I'm on my 12th weekly counselling session which is amazing. Will be carrying on once the free ones run out and that says a lot as I've gone from hero to zero on the money front
I told everyone on day one of recovery because I was about to be sacked
Hi Stuart!
Glad to hear that youre gaining a lot from the counselling and its great that you want to continue. Have you found that the counselling conversation ends up extending beyond the Gambling issues and to other parts of your life and being?Â
Day 4 today, not a slight urge. I actually feel sick when I think about it. But not to be fooled, I know its coming back to get me if I ignore it until its knocking on my door again.
Hi Francesca
In short yes. Gambling is a solution not the problem. It's also nothing to do with finance. Yes we all have a brain which is wired differently that if we get exposed to dopamine our brain craves it but that can be fixed. You can go cold turkey with abstinence but that still won't fix the problem.
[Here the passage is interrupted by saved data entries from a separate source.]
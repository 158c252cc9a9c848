//! CRC-16/XMODEM integrity code

use crc::{Crc, CRC_16_XMODEM};

const XMODEM: Crc<u16> = Crc::<u16>::new(&CRC_16_XMODEM);

/// Compute the CRC-16/XMODEM checksum of `data`
///
/// Polynomial 0x1021, initial value 0, no reflection and no final XOR. The
/// value is bit-compatible with the firmware implementation, which shifts
/// each byte into the high half of the register and runs eight
/// shift/conditional-XOR rounds.
pub fn checksum(data: &[u8]) -> u16 {
    XMODEM.checksum(data)
}
//! Constants and limits for the uPacket wire format

/// Default frame delimiter (`|`)
pub const DEFAULT_DELIMITER: u8 = b'|';

/// Default placeholder written in place of a delimiter inside a payload (`+`)
pub const DEFAULT_PLACEHOLDER: u8 = b'+';

/// Default time to wait after opening a link, in milliseconds
pub const DEFAULT_SETTLE_MS: u64 = 1000;

/// Default per-packet receive timeout, in milliseconds
pub const DEFAULT_TIMEOUT_MS: u64 = 50;

/// Width of the substitution bitmap in bits
pub const BITMAP_WIDTH: usize = 32;

/// Maximum payload length (one bitmap bit per payload byte)
pub const MAX_PAYLOAD_LEN: usize = BITMAP_WIDTH;

/// Size of the CRC-16 checksum on the wire
pub const CHECKSUM_LEN: usize = 2;

/// Size of the bitmap on the wire
pub const BITMAP_LEN: usize = 4;

/// Header size following the opening delimiter (checksum + bitmap)
pub const HEADER_LEN: usize = CHECKSUM_LEN + BITMAP_LEN;

/// Bytes that must be buffered after the opening delimiter before the header
/// is read: the header plus at least one payload byte or the closing delimiter
pub const MIN_BUFFERED_AFTER_SYNC: usize = HEADER_LEN + 1;

/// Framing overhead: two delimiters plus the header
pub const FRAME_OVERHEAD: usize = 2 + HEADER_LEN;

/// Size of the smallest valid frame (empty payload)
pub const MIN_FRAME_LEN: usize = FRAME_OVERHEAD;

/// Size of the largest valid frame
pub const MAX_FRAME_LEN: usize = FRAME_OVERHEAD + MAX_PAYLOAD_LEN;
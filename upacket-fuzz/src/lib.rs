//! Fuzz entry points for upacket-core
//!
//! To use with cargo-fuzz:
//! 1. Install cargo-fuzz: cargo install cargo-fuzz
//! 2. Run fuzzer: cargo fuzz run fuzz_receive

use upacket_core::{Config, Deframer, ManualClock, MemoryTransport, Status};

pub fn fuzz_decode(data: &[u8]) {
    use upacket_core::decode_frame_from_bytes;

    // Try to decode - should never panic
    let _ = decode_frame_from_bytes(&Config::default(), data);
}

pub fn fuzz_scan(data: &[u8]) {
    use upacket_core::scanner::scan_stream;

    // Try to scan - should never panic
    let _ = scan_stream(&Config::default(), data);
}

/// Drive the receive state machine over `data` until it is consumed
///
/// The first byte picks the buffer capacity. Every attempt must finish and
/// never report more bytes than the buffer holds.
pub fn fuzz_receive(data: &[u8]) {
    let Some((&capacity, stream)) = data.split_first() else {
        return;
    };

    let mut transport = MemoryTransport::with_clock(ManualClock::with_step(1));
    transport.feed(stream);

    let mut deframer = Deframer::default();
    let mut buf = vec![0u8; usize::from(capacity % 40)];

    loop {
        let Ok(received) = deframer.receive(&mut transport, &mut buf) else {
            return;
        };
        assert!(received.len <= buf.len());
        if received.status == Status::NoData {
            return;
        }
    }
}

#[cfg(test)]
mod tests {
    use super::*;

    #[test]
    fn test_fuzz_decode_empty() {
        fuzz_decode(&[]);
    }

    #[test]
    fn test_fuzz_decode_random() {
        fuzz_decode(&[0x7C, 0x12, 0x34, 0x56, 0x78, 0x7C]);
    }

    #[test]
    fn test_fuzz_scan_empty() {
        fuzz_scan(&[]);
    }

    #[test]
    fn test_fuzz_scan_random() {
        fuzz_scan(&[0x7C; 1024]);
    }

    #[test]
    fn test_fuzz_receive_empty() {
        fuzz_receive(&[]);
    }

    #[test]
    fn test_fuzz_receive_delimiters() {
        fuzz_receive(&[32, 0x7C, 0x7C, 0x7C, 0x7C, 0x7C, 0x7C, 0x7C, 0x7C, 0x7C]);
    }

    #[test]
    fn test_fuzz_receive_zero_capacity() {
        let mut data = vec![0u8];
        data.extend_from_slice(&[0x7C, 0x58, 0xDA, 0, 0, 0, 0, b'H', b'I', 0x7C]);
        fuzz_receive(&data);
    }
}
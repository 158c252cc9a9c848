use anyhow::{Context, Result};
use std::net::{TcpListener, TcpStream};
use std::thread;
use std::time::Duration;
use tracing::{info, warn};
use upacket_core::{Config, IoTransport, Link, PacketError, Status};

/// Listen on `bind`, accept one peer and echo its packets
pub fn execute(bind: &str, count: Option<usize>, config: &Config) -> Result<usize> {
    let listener =
        TcpListener::bind(bind).with_context(|| format!("Failed to bind {}", bind))?;
    info!("Listening on {}", listener.local_addr()?);

    let (stream, peer) = listener.accept().context("Failed to accept connection")?;
    info!("Accepted connection from {}", peer);

    serve(stream, count, config)
}

/// Echo every good packet received on `stream` back to the sender
///
/// Stops after `count` packets, or when the peer disconnects. Returns the
/// number of packets echoed.
pub fn serve(stream: TcpStream, count: Option<usize>, config: &Config) -> Result<usize> {
    stream
        .set_nonblocking(true)
        .context("Failed to make socket non-blocking")?;
    stream.set_nodelay(true).ok();

    let mut link = Link::new(IoTransport::new(stream), *config)?;
    let mut buf = [0u8; 32];
    let mut echoed = 0;

    while count.map_or(true, |limit| echoed < limit) {
        let received = match link.receive(&mut buf) {
            Ok(received) => received,
            Err(PacketError::Disconnected) => {
                info!("Peer disconnected");
                break;
            }
            Err(e) => return Err(e).context("Link failed while receiving"),
        };

        match received.status {
            Status::Good => {
                link.send(&buf[..received.len])
                    .context("Failed to echo packet")?;
                echoed += 1;
                info!("Echoed packet {} ({} bytes)", echoed, received.len);
            }
            Status::NoData => thread::sleep(Duration::from_millis(1)),
            status => warn!("Dropped packet: {}", status),
        }
    }

    Ok(echoed)
}
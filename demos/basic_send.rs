//! Basic encoding example

use upacket_core::{Config, Framer};

fn main() -> Result<(), Box<dyn std::error::Error>> {
    println!("uPacket Basic Encoding Example\n");

    let framer = Framer::new(Config::default());

    for payload in ["HELLO", "A|B", "temp=21.5|hum=40", ""] {
        let encoded = framer.encode(payload.as_bytes())?;
        println!("{:<20} -> {}", format!("{:?}", payload), hex::encode(&encoded));
    }

    // 33 bytes cannot be described by the bitmap
    match framer.encode(&[0u8; 33]) {
        Ok(_) => println!("\nUnexpectedly encoded an oversized payload"),
        Err(e) => println!("\nOversized payload rejected: {}", e),
    }

    Ok(())
}
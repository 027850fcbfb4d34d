use super::declarations::{BaseVarDecl, VarDecl};
use super::statements::Statement;
use super::types::ExprType;

/// A function argument: its type and name.
#[derive(Debug, Clone, PartialEq)]
pub struct ArgDecl {
    pub arg_type: ExprType,
    pub name: String,
}

impl ArgDecl {
    pub fn new(arg_type: ExprType, name: &str) -> Self {
        ArgDecl {
            arg_type,
            name: name.to_string(),
        }
    }

    /// The declaration the argument is scoped as inside the body.
    pub fn base_variable_declaration(&self) -> BaseVarDecl {
        BaseVarDecl::with_rank(&self.name, self.arg_type.num_dims(), self.arg_type.base_type())
    }
}

/// A user function declaration or definition. A body that is a no-op
/// marks a forward declaration.
#[derive(Debug, Clone, PartialEq)]
pub struct FunctionDeclDef {
    pub return_type: ExprType,
    pub name: String,
    pub arg_decls: Vec<ArgDecl>,
    pub body: Statement,
}

impl FunctionDeclDef {
    pub fn new(return_type: ExprType, name: &str, arg_decls: Vec<ArgDecl>, body: Statement) -> Self {
        FunctionDeclDef {
            return_type,
            name: name.to_string(),
            arg_decls,
            body,
        }
    }

    pub fn is_forward_declaration(&self) -> bool {
        self.body.is_no_op()
    }

    pub fn arg_types(&self) -> Vec<ExprType> {
        self.arg_decls.iter().map(|a| a.arg_type).collect()
    }
}

/// Declarations of a block followed by the statements that fill them in.
#[derive(Debug, Clone, PartialEq, Default)]
pub struct DeclsAndStatements {
    pub decls: Vec<VarDecl>,
    pub statements: Vec<Statement>,
}

impl DeclsAndStatements {
    pub fn new(decls: Vec<VarDecl>, statements: Vec<Statement>) -> Self {
        DeclsAndStatements { decls, statements }
    }
}

/// A checked program, handed to code generation.
#[derive(Debug, Clone, PartialEq, Default)]
pub struct Program {
    pub function_decl_defs: Vec<FunctionDeclDef>,
    pub data_decl: Vec<VarDecl>,
    pub derived_data_decl: DeclsAndStatements,
    pub parameter_decl: Vec<VarDecl>,
    pub derived_decl: DeclsAndStatements,
    pub statement: Statement,
    pub generated_decl: DeclsAndStatements,
}
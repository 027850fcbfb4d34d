/// AST (Abstract Syntax Tree) module
/// Contains all definitions related to the AST structure
///
/// Submodules:
/// - ast: Programs and user function definitions
/// - declarations: Variable declarations and their constraints
/// - expressions: Expression nodes with their inferred types
/// - indexing: Index forms and the types indexing produces
/// - statements: Statement nodes and return-path analysis
/// - types: Definitions for type representations in the AST
pub mod ast;
pub mod declarations;
pub mod expressions;
pub mod indexing;
pub mod statements;
pub mod types;
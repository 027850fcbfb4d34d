use log::debug;

use crate::Position;

use super::errors::{Error, ErrorImpl};

/// Collects everything reported while checking one program.
///
/// Checking never aborts on a user error: the offending node is marked
/// ill-formed (or the declaration dropped) and the error lands here.
#[derive(Debug, Default, Clone)]
pub struct Diagnostics {
    errors: Vec<Error>,
    warnings: Vec<Error>,
}

impl Diagnostics {
    pub fn new() -> Self {
        Diagnostics::default()
    }

    pub fn error(&mut self, error_impl: ErrorImpl, position: Position) {
        self.push(Error::new(error_impl, position));
    }

    pub fn warning(&mut self, error_impl: ErrorImpl, position: Position) {
        debug!("warning at line {}: {}", position.0, error_impl);
        self.warnings.push(Error::new(error_impl, position));
    }

    pub fn push(&mut self, error: Error) {
        debug!("error at line {}: {}", error.get_position().0, error.get_internal_error());
        self.errors.push(error);
    }

    /// Moves everything reported in `other` into this sink, skipping
    /// errors already recorded here at the same position.
    pub fn append(&mut self, other: Diagnostics) {
        for error in other.errors {
            if !self.errors.contains(&error) {
                self.push(error);
            }
        }
        self.warnings.extend(other.warnings);
    }

    pub fn has_errors(&self) -> bool {
        !self.errors.is_empty()
    }

    pub fn errors(&self) -> &[Error] {
        &self.errors
    }

    pub fn warnings(&self) -> &[Error] {
        &self.warnings
    }

    /// Error messages in report order, one per line.
    pub fn messages(&self) -> Vec<String> {
        self.errors.iter().map(|e| e.to_string()).collect()
    }

    pub fn error_names(&self) -> Vec<&str> {
        self.errors.iter().map(|e| e.get_error_name()).collect()
    }

    pub fn clear(&mut self) {
        self.errors.clear();
        self.warnings.clear();
    }
}
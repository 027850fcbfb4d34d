use std::collections::{HashMap, HashSet};

use log::debug;

use crate::{
    ast::{
        ast::{ArgDecl, FunctionDeclDef, Program},
        declarations::{BaseVarDecl, ConstraintRole, VarDecl},
        expressions::{
            ArrayLiteral, BinaryOp, BinaryOperator, DoubleLiteral, Expr, Fun, IndexOp, IndexOpSliced,
            IntLiteral, IntegrateOde, IntegrateOdeControl, OdeArgument, UnaryOp, UnaryOperator, Variable,
        },
        indexing::{indexed_type, infer_type_indexing, Idx},
        statements::{
            returns_type, Assgn, Assignment, Conditional, Distribution, ForStatement, Printable, Range,
            ReturnStatement, Sample, Statement, Statements, StmtKind, VariableDims, WhileStatement,
        },
        types::{is_assignable, promote_array_elements, BaseType, ExprType},
    },
    config::CheckerConfig,
    errors::{
        diagnostics::Diagnostics,
        errors::{Error, ErrorImpl},
    },
    Position, Span, MK_EXPR_TYPE, MK_SIGNATURE,
};

use super::{
    builtins::validate_identifier,
    signatures::{render_types, FunctionSignature, FunctionSignatures},
    variable_map::{VarOrigin, VariableMap},
};

/// Why a declaration was turned away.
enum Rejection {
    /// A child expression was ill formed and has been reported already.
    AlreadyReported,
    Error(Error),
}

impl From<Error> for Rejection {
    fn from(error: Error) -> Self {
        Rejection::Error(error)
    }
}

/// The function whose body is being checked.
#[derive(Debug)]
struct FunctionScope {
    name: String,
    return_type: ExprType,
    args: Vec<String>,
    enclosing_origin: VarOrigin,
}

/// Checking context for one compilation.
///
/// The parser builds the tree bottom-up through these methods. Each one
/// infers types on the spot, validates against the symbol table and the
/// function registry, and reports failures to the diagnostics sink. A
/// failing expression comes back ill formed; a failing declaration is not
/// entered into the symbol table.
#[derive(Debug)]
pub struct TypeChecker {
    config: CheckerConfig,
    variable_map: VariableMap,
    signatures: FunctionSignatures,
    diagnostics: Diagnostics,
    origin: VarOrigin,
    scopes: Vec<Vec<String>>,
    function: Option<FunctionScope>,
    functions_declared: HashMap<(String, FunctionSignature), Position>,
    functions_defined: HashSet<(String, FunctionSignature)>,
}

impl Default for TypeChecker {
    fn default() -> Self {
        TypeChecker::new()
    }
}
Counselling or the 12 steps at GA help you understand why you are gambling. Whether it's escapism, loneliness, boredom, immaturity or any other reason. To get your full tool box to recovery it's worth finding out what the problem is and why anyway then turns to gambling. Fix the problem and the solution isn't needed.
Gamcare is amazing by working with a select number of counselling services and those costs for us are covered. If you want to, just speak to the advisors and they will refer you.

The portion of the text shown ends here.